Several non-linear biological systems, ranging from ion channels to sensory neurons, used the presence of a particular sub-threshold level of noise to enhance the detection of a weak signal. This phenomenon is known as stochastic resonance (SR), based on which subsensory vibratory noise has been applied to the feet for improving balance in healthy young and elderly subjects, and patients with diabetic neuropathy and stroke. Previous studies have suggested that SR is a potentially viable technology for improving balance and gait if it can be delivered via a shoe insole.
However, the previous studies were problematic because the vibrating tactor required a large energy source that could not be embedded into a shoe. Another problem of the previous studies was that a single baseline sensory threshold was determined through extensive testing, the amplitude of vibration having been set at 90% of this threshold.
Yet another problem of previous studies and methods was that actuator placement and insole construction focused on widely distributing vibration by placing multiple, spatially separated actuators across the insole, and on fabricating the insole from vibration propagating materials for maximizing the distribution of sensory enhancement stimulation throughout the foot surface.
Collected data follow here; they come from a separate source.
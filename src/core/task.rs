//! Tasks and their result handles

use crate::core::error::{panic_message, PoolError, Result};
use crate::core::priority::Priority;
use crossbeam::channel::{self, Receiver, RecvTimeoutError, TryRecvError};
use std::cmp::Ordering;
use std::fmt;
use std::panic::{catch_unwind, resume_unwind, AssertUnwindSafe};
use std::time::Duration;

type Payload = Box<dyn FnOnce() + Send + 'static>;

/// A priority-tagged unit of work
///
/// Tasks compare by priority only. Two tasks of the same priority are equal
/// as far as ordering is concerned; the queues break such ties by arrival.
pub struct Task {
    payload: Payload,
    priority: Priority,
}

/// How a task invocation ended
#[derive(Debug, Clone, PartialEq, Eq)]
pub enum TaskOutcome {
    /// The payload returned normally
    Completed,
    /// The payload panicked; the panic was contained
    Panicked(String),
}

impl Task {
    /// Create a task with the given priority
    pub fn new<F>(priority: Priority, payload: F) -> Self
    where
        F: FnOnce() + Send + 'static,
    {
        Self {
            payload: Box::new(payload),
            priority,
        }
    }

    /// Create a task with [`Priority::Normal`]
    pub fn with_default_priority<F>(payload: F) -> Self
    where
        F: FnOnce() + Send + 'static,
    {
        Self::new(Priority::default(), payload)
    }

    /// Get the task priority
    pub fn priority(&self) -> Priority {
        self.priority
    }

    /// Run the payload exactly once
    ///
    /// A panic escaping the payload is caught here so it never unwinds into
    /// the worker loop.
    pub fn run(self) -> TaskOutcome {
        match catch_unwind(AssertUnwindSafe(self.payload)) {
            Ok(()) => TaskOutcome::Completed,
            Err(panic_info) => TaskOutcome::Panicked(panic_message(panic_info.as_ref())),
        }
    }

    /// Wrap a value-returning closure into a task plus the handle observing its result
    pub(crate) fn with_handle<F, R>(priority: Priority, f: F) -> (Self, TaskHandle<R>)
    where
        F: FnOnce() -> R + Send + 'static,
        R: Send + 'static,
    {
        let (sender, receiver) = channel::bounded(1);
        // The caller may have dropped the handle; nobody is listening then
        let task = Self::new(priority, move || match catch_unwind(AssertUnwindSafe(f)) {
            Ok(value) => {
                let _ = sender.send(Ok(value));
            }
            Err(panic_info) => {
                let message = panic_message(panic_info.as_ref());
                let _ = sender.send(Err(PoolError::payload_failure(message)));
                // Keep unwinding so `run` reports the task as panicked
                resume_unwind(panic_info);
            }
        });
        (task, TaskHandle { receiver })
    }
}

impl fmt::Debug for Task {
    fn fmt(&self, f: &mut fmt::Formatter<'_>) -> fmt::Result {
        f.debug_struct("Task")
            .field("priority", &self.priority)
            .finish_non_exhaustive()
    }
}

impl PartialEq for Task {
    fn eq(&self, other: &Self) -> bool {
        self.priority == other.priority
    }
}

impl Eq for Task {}

impl PartialOrd for Task {
    fn partial_cmp(&self, other: &Self) -> Option<Ordering> {
        Some(self.cmp(other))
    }
}

impl Ord for Task {
    fn cmp(&self, other: &Self) -> Ordering {
        self.priority.cmp(&other.priority)
    }
}

/// Handle to the eventual result of a submitted task
///
/// Payload panics surface here as [`PoolError::PayloadFailure`]. If the task is
/// dropped without running, because the pool stopped or its worker was
/// terminated first, the handle resolves to [`PoolError::TaskDiscarded`].
/// A result is delivered once; later calls report `TaskDiscarded`.
#[derive(Debug)]
pub struct TaskHandle<R> {
    receiver: Receiver<Result<R>>,
}

impl<R> TaskHandle<R> {
    /// Block until the task has run and return its result
    pub fn wait(self) -> Result<R> {
        self.receiver
            .recv()
            .unwrap_or(Err(PoolError::TaskDiscarded))
    }

    /// Block for at most `timeout` waiting for the result
    ///
    /// # Errors
    ///
    /// Returns [`PoolError::Timeout`] if the task has not finished in time;
    /// the handle stays usable in that case.
    pub fn wait_timeout(&self, timeout: Duration) -> Result<R> {
        match self.receiver.recv_timeout(timeout) {
            Ok(result) => result,
            Err(RecvTimeoutError::Timeout) => Err(PoolError::timeout_after(timeout)),
            Err(RecvTimeoutError::Disconnected) => Err(PoolError::TaskDiscarded),
        }
    }

    /// Return the result if it is already available
    pub fn try_wait(&self) -> Option<Result<R>> {
        match self.receiver.try_recv() {
            Ok(result) => Some(result),
            Err(TryRecvError::Empty) => None,
            Err(TryRecvError::Disconnected) => Some(Err(PoolError::TaskDiscarded)),
        }
    }

    /// Check whether a result is waiting to be collected
    pub fn is_ready(&self) -> bool {
        !self.receiver.is_empty()
    }
}

#[cfg(test)]
mod tests {
    use super::*;
    use std::sync::atomic::{AtomicUsize, Ordering as AtomicOrdering};
    use std::sync::Arc;

    #[test]
    fn test_task_runs_once() {
        let counter = Arc::new(AtomicUsize::new(0));
        let counter_clone = Arc::clone(&counter);
        let task = Task::with_default_priority(move || {
            counter_clone.fetch_add(1, AtomicOrdering::SeqCst);
        });

        assert_eq!(task.priority(), Priority::Normal);
        assert_eq!(task.run(), TaskOutcome::Completed);
        assert_eq!(counter.load(AtomicOrdering::SeqCst), 1);
    }

    #[test]
    fn test_task_contains_panic() {
        let task = Task::new(Priority::High, || panic!("payload exploded"));
        assert_eq!(
            task.run(),
            TaskOutcome::Panicked("payload exploded".to_string())
        );
    }

    #[test]
    fn test_task_ordering_by_priority_only() {
        let low = Task::new(Priority::Low, || {});
        let high = Task::new(Priority::High, || {});
        let other_high = Task::new(Priority::High, || {});

        assert!(high > low);
        assert!(low < high);
        assert!(high >= other_high);
        assert!(high <= other_high);
        assert_eq!(high.cmp(&other_high), Ordering::Equal);
    }

    #[test]
    fn test_handle_receives_value() {
        let (task, handle) = Task::with_handle(Priority::Normal, || 2 + 3);
        assert!(!handle.is_ready());
        assert!(handle.try_wait().is_none());

        task.run();
        assert!(handle.is_ready());
        assert_eq!(handle.wait().unwrap(), 5);
    }

    #[test]
    fn test_handle_receives_payload_failure() {
        let (task, handle) = Task::with_handle(Priority::Normal, || -> u32 {
            panic!("division by zero")
        });

        // The handle gets the failure and the task still counts as panicked
        assert_eq!(
            task.run(),
            TaskOutcome::Panicked("division by zero".to_string())
        );
        match handle.wait() {
            Err(PoolError::PayloadFailure { message }) => assert_eq!(message, "division by zero"),
            other => panic!("expected PayloadFailure, got {:?}", other),
        }
    }

    #[test]
    fn test_dropped_task_discards_handle() {
        let (task, handle) = Task::with_handle(Priority::Normal, || 1);
        drop(task);
        assert!(matches!(handle.wait(), Err(PoolError::TaskDiscarded)));
    }

    #[test]
    fn test_wait_timeout_keeps_handle_usable() {
        let (task, handle) = Task::with_handle(Priority::Normal, || "done");
        assert!(matches!(
            handle.wait_timeout(Duration::from_millis(10)),
            Err(PoolError::Timeout { timeout_ms: 10 })
        ));

        task.run();
        assert_eq!(handle.wait_timeout(Duration::from_secs(1)).unwrap(), "done");
    }
}
impl PoolConfig {
    /// Create a configuration with explicit worker bounds
    #[must_use]
    pub fn new(min_workers: usize, initial_workers: usize, max_workers: usize) -> Self {
        Self {
            min_workers,
            initial_workers,
            max_workers,
            ..Default::default()
        }
    }

    /// Set the minimum worker count
    #[must_use = "builder methods return a new value and do not modify the original"]
    pub fn with_min_workers(mut self, count: usize) -> Self {
        self.min_workers = count;
        self
    }

    /// Set the number of workers created at start
    #[must_use = "builder methods return a new value and do not modify the original"]
    pub fn with_initial_workers(mut self, count: usize) -> Self {
        self.initial_workers = count;
        self
    }

    /// Set the maximum worker count
    #[must_use = "builder methods return a new value and do not modify the original"]
    pub fn with_max_workers(mut self, count: usize) -> Self {
        self.max_workers = count;
        self
    }

    /// Set the monitor interval.
    ///
    /// This bounds how stale a rescale decision can be when no new work
    /// arrives, and how long paused submissions wait before being placed.
    ///
    /// # Panics
    ///
    /// Panics if interval is zero.
    #[must_use = "builder methods return a new value and do not modify the original"]
    pub fn with_monitor_interval(mut self, interval: Duration) -> Self {
        assert!(!interval.is_zero(), "monitor interval must be non-zero");
        self.monitor_interval = interval;
        self
    }

    /// Set thread name prefix
    #[must_use = "builder methods return a new value and do not modify the original"]
    pub fn with_thread_name_prefix<S: Into<String>>(mut self, prefix: S) -> Self {
        self.thread_name_prefix = prefix.into();
        self
    }

    /// Replace the default placement and scaling policy
    ///
    /// # Example
    ///
    /// ```rust
    /// use adaptive_thread_system::prelude::*;
    /// use std::sync::Arc;
    ///
    /// let config = PoolConfig::new(1, 2, 4).with_strategy(Arc::new(DefaultStrategy::new()));
    /// assert!(config.validate().is_ok());
    /// ```
    #[must_use = "builder methods return a new value and do not modify the original"]
    pub fn with_strategy(mut self, strategy: Arc<dyn DispatchStrategy>) -> Self {
        self.strategy = Some(strategy);
        self
    }

    /// Validate configuration
    pub fn validate(&self) -> Result<()> {
        if self.max_workers == 0 {
            return Err(PoolError::invalid_config(
                "max_workers",
                "Maximum number of workers must be greater than 0",
            ));
        }
        if self.initial_workers == 0 {
            return Err(PoolError::invalid_config(
                "initial_workers",
                "Initial number of workers must be greater than 0",
            ));
        }
        if self.min_workers > self.max_workers {
            return Err(PoolError::invalid_config(
                "min_workers",
                format!(
                    "Minimum workers ({}) exceeds maximum workers ({})",
                    self.min_workers, self.max_workers
                ),
            ));
        }
        if self.initial_workers < self.min_workers || self.initial_workers > self.max_workers {
            return Err(PoolError::invalid_config(
                "initial_workers",
                format!(
                    "Initial workers ({}) must lie within [{}, {}]",
                    self.initial_workers, self.min_workers, self.max_workers
                ),
            ));
        }
        if self.monitor_interval.is_zero() {
            return Err(PoolError::invalid_config(
                "monitor_interval",
                "Monitor interval must be non-zero",
            ));
        }
        Ok(())
    }
}

/// Point-in-time pool statistics
#[derive(Debug, Clone, PartialEq, Eq, Serialize, Deserialize)]
pub struct PoolStats {
    /// Pool status when sampled
    pub status: PoolStatus,
    /// Live workers
    pub worker_count: usize,
    /// Tasks in the central queue and every local queue
    pub pending_tasks: usize,
    /// Tasks accepted by `submit`
    pub tasks_submitted: u64,
    /// Tasks run to completion, including on retired workers
    pub tasks_executed: u64,
    /// Raw task payloads that panicked past their task boundary
    pub tasks_panicked: u64,
}

struct PoolState {
    status: PoolStatus,
    roster: Roster,
    started: bool,
}

struct Shared {
    config: PoolConfig,
    strategy: Arc<dyn DispatchStrategy>,
    state: RwLock<PoolState>,
    central: PriorityQueue<Task>,
    wakeup_lock: Mutex<()>,
    wakeup: Condvar,
    tasks_submitted: AtomicU64,
}

impl Shared {
    fn notify_monitor(&self) {
        let _guard = self.wakeup_lock.lock();
        self.wakeup.notify_all();
    }

    /// Block until there is work to place, the pool stops, or the interval elapses
    ///
    /// With `backoff` set, only a stop ends the wait early.
    fn wait_for_work(&self, backoff: bool) {
        let deadline = Instant::now() + self.config.monitor_interval;
        let mut guard = self.wakeup_lock.lock();
        loop {
            let status = self.state.read().status;
            if status == PoolStatus::Stopped
                || (!backoff && status == PoolStatus::Running && !self.central.is_empty())
            {
                return;
            }
            if self.wakeup.wait_until(&mut guard, deadline).timed_out() {
                return;
            }
        }
    }
}

/// An adaptive, priority-aware thread pool
///
/// # Lifecycle
///
/// A pool is created stopped. [`start`](Self::start) spawns the monitor and
/// the initial workers. [`pause`](Self::pause) keeps accepting work but stops
/// execution until [`resume`](Self::resume). [`stop`](Self::stop) is final: the
/// pool rejects work from then on and cannot be started again.
///
/// # Ordering
///
/// Tasks leave the central queue in priority order and each worker runs its
/// own queue in priority order. Tasks placed on different workers run
/// independently of each other.
///
/// # Example
///
/// ```rust
/// use adaptive_thread_system::prelude::*;
///
/// # fn main() -> Result<()> {
/// let pool = Pool::with_workers(1, 2, 4)?;
/// pool.start()?;
///
/// let sum = pool.submit(|| 2 + 3)?;
/// let urgent = pool.submit_with_priority(Priority::Highest, || "first")?;
///
/// assert_eq!(sum.wait()?, 5);
/// assert_eq!(urgent.wait()?, "first");
///
/// pool.stop()?;
/// assert!(matches!(pool.submit(|| ()), Err(PoolError::PoolStopped)));
/// # Ok(())
/// # }
/// ```
pub struct Pool {
    shared: Arc<Shared>,
    monitor: Mutex<Option<thread::JoinHandle<()>>>,
}

impl fmt::Debug for Pool {
    fn fmt(&self, f: &mut fmt::Formatter<'_>) -> fmt::Result {
        f.debug_struct("Pool")
            .field("config", &self.shared.config)
            .field("status", &self.status())
            .field("worker_count", &self.worker_count())
            .field(
                "tasks_submitted",
                &self.shared.tasks_submitted.load(Ordering::Relaxed),
            )
            .finish()
    }
}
Previously, it was thought that a wider distribution of stimulation was preferable for balance and gait improvement based on the greater stimulation of the field of mechanoreceptors found broadly distributed throughout the foot. As such, previous actuator positions focused on those high density regions. Furthermore, it was also previously described that rigid actuators can be placed in the arch for the purpose of isolating them from known footwear pressure points and bending planes. However, these previous placements were thought to require the use of vibration propagating structures to deliver stimulation from the arch to the areas rich in sensory mechanoreceptors.
The previous wide distribution of stimulation and placements are problematic for at least the following reasons. First, the forefoot and heel regions encounter drastically different pressures throughout the gait cycle. These pressure variations result in a constantly changing mechanical coupling between the vibration sources and the surrounding materials which leads to large changes in applied vibration levels during the gait cycle. Second, the use of vibration propagating structures leads to constructive and destructive interference of vibration patterns. This interference causes peaks and valleys across the insole resulting in difficulty setting the mechanical threshold and therapeutic vibration levels required for this therapy to be effective. In addition, vibration propagating structures are typically rigid, which makes them difficult to incorporate into insoles. Placing these materials in contact with both the skin and actuators proved to be uncomfortable. Third, the use of numerous spatially distributed actuators leads to the therapeutic level being set based on whichever region of the foot is most sensitive. Because all of the actuators are driven by the same driving signal, this can result in the stimulation being set too low.
Therefore, there is a continuing need for solving the above and other problems.